Van Rensburg notes: "We work for major corporates in the agricultural industry, but stay close to all important developments in the sectors we serve and the growing potential of hydroponic-based rooftop gardens in inner cities is the biggest trend on the mid-term horizon.

"Many of today’s big agribusinesses began as farming cooperatives that were formed decades ago when farmers banded together to achieve economies of scale and secure sustainable profits. The burgeoning growth of individual rooftop farms suggests similar potential exists for the formation of city-wide cooperatives by rooftop farmers.

"The trend is taken seriously by the banks and organisations like Agbiz, the agricultural business chamber. We expect critical mass in the next couple of years."

City locations, logistic effiencies


Rooftop farms are created when 'agripreneurs' rent empty space on the top of city buildings and use water-efficient hydroponic cultivation to grow vegetables and other crops. Inner city locations create logistic efficiencies as the farms are within walking distance of their target market – city dwellers looking for affordable food sources.

Karen Grobler, Agbiz marketing and communications manager, confirmed the organisation monitored transformation initiatives, including rooftop farms, and was excited by prospects.

She says: "Our focus is on established formal business, but these small-scale entrepreneurs certainly have potential for sustained growth. We’re particularly impressed by the resourcefulness of these industry entrants.

"They are often businesswomen with a talent for creating solutions. For instance, some are looking at bio-reactors and solar energy to reduce their reliance on the electricity grid as hydroponics need a dependable power source. They already supply local retailers.

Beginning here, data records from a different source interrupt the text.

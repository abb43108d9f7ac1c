//! # Polyhedron Primitive
//!
//! Fifteen named convex solids (platonic solids, prisms and Johnson
//! solids) or caller-supplied vertex/face data.
//!
//! Flat mode gives every face its own vertices, normal, texture rectangle
//! and color. Smooth mode shares vertices between faces with normals
//! pointing away from the center.

pub(crate) mod solids;

use super::{face_entry, map_to_rect};
use crate::error::{GeometryError, GeometryResult};
use crate::vertex_data::{default_color, SideOptions, VertexData};
use glam::{Vec2, Vec3, Vec4};
use serde::{Deserialize, Serialize};
use std::f32::consts::{PI, TAU};

/// The named solids.
#[derive(Debug, Clone, Copy, PartialEq, Eq, Hash, Default, Serialize, Deserialize)]
pub enum PolyhedronKind {
    /// 4 triangles
    #[default]
    Tetrahedron = 0,
    /// 8 triangles
    Octahedron = 1,
    /// 12 pentagons
    Dodecahedron = 2,
    /// 20 triangles
    Icosahedron = 3,
    /// 8 triangles and 18 squares
    Rhombicuboctahedron = 4,
    /// Prism over a triangle
    TriangularPrism = 5,
    /// Prism over a pentagon
    PentagonalPrism = 6,
    /// Prism over a hexagon
    HexagonalPrism = 7,
    /// Johnson solid J1
    SquarePyramid = 8,
    /// Johnson solid J2
    PentagonalPyramid = 9,
    /// Johnson solid J12
    TriangularDipyramid = 10,
    /// Johnson solid J13
    PentagonalDipyramid = 11,
    /// Johnson solid J15
    ElongatedSquareDipyramid = 12,
    /// Johnson solid J16
    ElongatedPentagonalDipyramid = 13,
    /// Johnson solid J20
    ElongatedPentagonalCupola = 14,
}

impl PolyhedronKind {
    /// Every kind, in discriminant order.
    pub const ALL: [PolyhedronKind; 15] = [
        PolyhedronKind::Tetrahedron,
        PolyhedronKind::Octahedron,
        PolyhedronKind::Dodecahedron,
        PolyhedronKind::Icosahedron,
        PolyhedronKind::Rhombicuboctahedron,
        PolyhedronKind::TriangularPrism,
        PolyhedronKind::PentagonalPrism,
        PolyhedronKind::HexagonalPrism,
        PolyhedronKind::SquarePyramid,
        PolyhedronKind::PentagonalPyramid,
        PolyhedronKind::TriangularDipyramid,
        PolyhedronKind::PentagonalDipyramid,
        PolyhedronKind::ElongatedSquareDipyramid,
        PolyhedronKind::ElongatedPentagonalDipyramid,
        PolyhedronKind::ElongatedPentagonalCupola,
    ];
}

/// Caller-supplied polyhedron.
#[derive(Debug, Clone, Default, PartialEq, Serialize, Deserialize)]
pub struct PolyhedronData {
    /// Vertex positions
    pub vertices: Vec<Vec3>,
    /// Faces as vertex loops, counter-clockwise seen from outside
    pub faces: Vec<Vec<usize>>,
}

impl PolyhedronData {
    fn validate(&self) -> GeometryResult<()> {
        if self.vertices.is_empty() {
            return Err(GeometryError::invalid_parameter("polyhedron data has no vertices"));
        }
        if self.faces.is_empty() {
            return Err(GeometryError::invalid_parameter("polyhedron data has no faces"));
        }
        for (f, face) in self.faces.iter().enumerate() {
            if face.len() < 3 {
                return Err(GeometryError::invalid_parameter(format!(
                    "polyhedron face {} has {} vertices",
                    f,
                    face.len()
                )));
            }
            if let Some(bad) = face.iter().find(|&&i| i >= self.vertices.len()) {
                return Err(GeometryError::invalid_parameter(format!(
                    "polyhedron face {} references vertex {} of {}",
                    f,
                    bad,
                    self.vertices.len()
                )));
            }
        }
        Ok(())
    }
}

/// Options for [`create_polyhedron`].
#[derive(Debug, Clone, PartialEq, Serialize, Deserialize)]
#[serde(default)]
pub struct PolyhedronOptions {
    /// Named solid, ignored when `custom` is set
    pub kind: PolyhedronKind,
    /// Scale used for any axis not given (default 1)
    pub size: f32,
    /// Scale along X
    pub size_x: Option<f32>,
    /// Scale along Y
    pub size_y: Option<f32>,
    /// Scale along Z
    pub size_z: Option<f32>,
    /// Caller-supplied vertices and faces
    pub custom: Option<PolyhedronData>,
    /// Texture rectangle per face (flat mode); missing entries use the unit square.
    ///
    /// Named solids list their faces from the top down by outward normal,
    /// then counter-clockwise around `+Y` starting at `+X`.
    pub face_uv: Vec<Vec4>,
    /// Color per face (flat mode) in the same order as `face_uv`; colors are
    /// emitted only when non-empty
    pub face_colors: Vec<Vec4>,
    /// Per-face vertices and normals (default true)
    pub flat: bool,
    /// Side orientation
    pub sides: SideOptions,
}

impl Default for PolyhedronOptions {
    fn default() -> Self {
        Self {
            kind: PolyhedronKind::Tetrahedron,
            size: 1.0,
            size_x: None,
            size_y: None,
            size_z: None,
            custom: None,
            face_uv: Vec::new(),
            face_colors: Vec::new(),
            flat: true,
            sides: SideOptions::default(),
        }
    }
}

impl PolyhedronOptions {
    fn scale(&self) -> Vec3 {
        Vec3::new(
            self.size_x.unwrap_or(self.size),
            self.size_y.unwrap_or(self.size),
            self.size_z.unwrap_or(self.size),
        )
    }
}

/// Spherical texture coordinate of a direction from the center.
///
/// `u` follows the counter-clockwise angle around +Y, `v` the latitude.
pub(crate) fn spherical_uv(direction: Vec3) -> Vec2 {
    let d = direction.normalize_or_zero();
    let mut u = (-d.z).atan2(d.x) / TAU;
    if u < 0.0 {
        u += 1.0;
    }
    Vec2::new(u, 0.5 + d.y.clamp(-1.0, 1.0).asin() / PI)
}

/// Creates a polyhedron.
///
/// # Errors
///
/// `InvalidParameter` if custom data has no vertices, no faces, a face
/// with fewer than 3 vertices or an out-of-range index.
///
/// # Example
///
/// ```rust
/// use procmesh::primitives::{create_polyhedron, PolyhedronKind, PolyhedronOptions};
///
/// let cube_ish = create_polyhedron(&PolyhedronOptions {
///     kind: PolyhedronKind::Octahedron,
///     ..Default::default()
/// })
/// .unwrap();
/// assert_eq!(cube_ish.triangle_count(), 8);
/// ```
pub fn create_polyhedron(options: &PolyhedronOptions) -> GeometryResult<VertexData> {
    let scale = options.scale();
    let data = match &options.custom {
        Some(custom) => {
            custom.validate()?;
            build_solid(&custom.vertices, &custom.faces, scale, options)
        }
        None => {
            let table = solids::table(options.kind);
            build_solid(table.vertices, table.faces, scale, options)
        }
    };
    Ok(data.finish(&options.sides))
}

fn build_solid<F: AsRef<[usize]>>(
    vertices: &[Vec3],
    faces: &[F],
    scale: Vec3,
    options: &PolyhedronOptions,
) -> VertexData {
    if options.flat {
        flat_polyhedron(vertices, faces, scale, options)
    } else {
        smooth_polyhedron(vertices, faces, scale)
    }
}

fn flat_polyhedron<F: AsRef<[usize]>>(
    vertices: &[Vec3],
    faces: &[F],
    scale: Vec3,
    options: &PolyhedronOptions,
) -> VertexData {
    let colored = !options.face_colors.is_empty();
    let mut data = VertexData::new();

    for (f, face) in faces.iter().enumerate() {
        let face = face.as_ref();
        let points: Vec<Vec3> = face.iter().map(|&i| vertices[i] * scale).collect();
        let normal = newell_normal(&points);
        let axis_u = (points[1] - points[0]).normalize_or_zero();
        let axis_v = normal.cross(axis_u);

        let planar: Vec<Vec2> = points
            .iter()
            .map(|p| Vec2::new(p.dot(axis_u), p.dot(axis_v)))
            .collect();
        let min = planar.iter().copied().fold(Vec2::splat(f32::INFINITY), Vec2::min);
        let max = planar.iter().copied().fold(Vec2::splat(f32::NEG_INFINITY), Vec2::max);
        let extent = (max - min).max(Vec2::splat(f32::EPSILON));

        let rect = face_entry(&options.face_uv, f, Vec4::new(0.0, 0.0, 1.0, 1.0));
        let base = data.vertex_count() as u32;
        for (point, flat) in points.iter().zip(&planar) {
            data.add_vertex(*point, normal, map_to_rect((*flat - min) / extent, rect));
            if colored {
                data.add_color(face_entry(&options.face_colors, f, default_color()));
            }
        }
        for k in 1..face.len() as u32 - 1 {
            data.add_triangle(base, base + k, base + k + 1);
        }
    }
    data
}

fn smooth_polyhedron<F: AsRef<[usize]>>(vertices: &[Vec3], faces: &[F], scale: Vec3) -> VertexData {
    let center = vertices.iter().copied().sum::<Vec3>() / vertices.len() as f32;
    let mut data = VertexData::with_capacity(vertices.len(), faces.len() * 2);
    for vertex in vertices {
        let direction = *vertex - center;
        let normal = (direction / scale).normalize_or_zero();
        data.add_vertex(*vertex * scale, normal, spherical_uv(direction));
    }
    for face in faces {
        let face = face.as_ref();
        for k in 1..face.len() - 1 {
            data.add_triangle(face[0] as u32, face[k] as u32, face[k + 1] as u32);
        }
    }
    data
}

/// Unit normal of a planar polygon by Newell's method.
fn newell_normal(points: &[Vec3]) -> Vec3 {
    let mut normal = Vec3::ZERO;
    for (i, current) in points.iter().enumerate() {
        let next = points[(i + 1) % points.len()];
        normal.x += (current.y - next.y) * (current.z + next.z);
        normal.y += (current.z - next.z) * (current.x + next.x);
        normal.z += (current.x - next.x) * (current.y + next.y);
    }
    normal.normalize_or_zero()
}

Further growth can be expected."

The banks are also close to rooftop developments.

Loffie Brandt, head, sales enablement, at Absa Bank, says there is "significant future potential for a massive uptick". He adds: "It is certainly a space where we could play in as finance is needed by all growth-minded business. Size is not always essential as with hydroponics there is potential for high-volume production at a single site. This suggests commercial viability could be achieved by small, individual operators."


One successful agripreneur, Sibongile Cele has already demonstrated the growth potential up on the roof. Her Mcebo Wealth Rooftop Farm has been supplying organically grown produce for more than two years. Crops include lettuce, spinach and herbs. The hydroponic system employs metal racking for maximum space efficiency, enabling vegetables to be grown 'off the shelf'.

Cele's operations in Hillbrow, Johannesburg, were funded by the Small Enterprise Development Agency and she currently reaches retail markets via an agent. She says: "I have an accounting background, so commercial success is important to me, but I also have a social mission. Providing food for the community gives me a sense of purpose. It is also important to set an example for other women and show we can be successful, run businesses and provide food for our families and communities.

"This is only the start. The sky’s the limit for rooftop farming."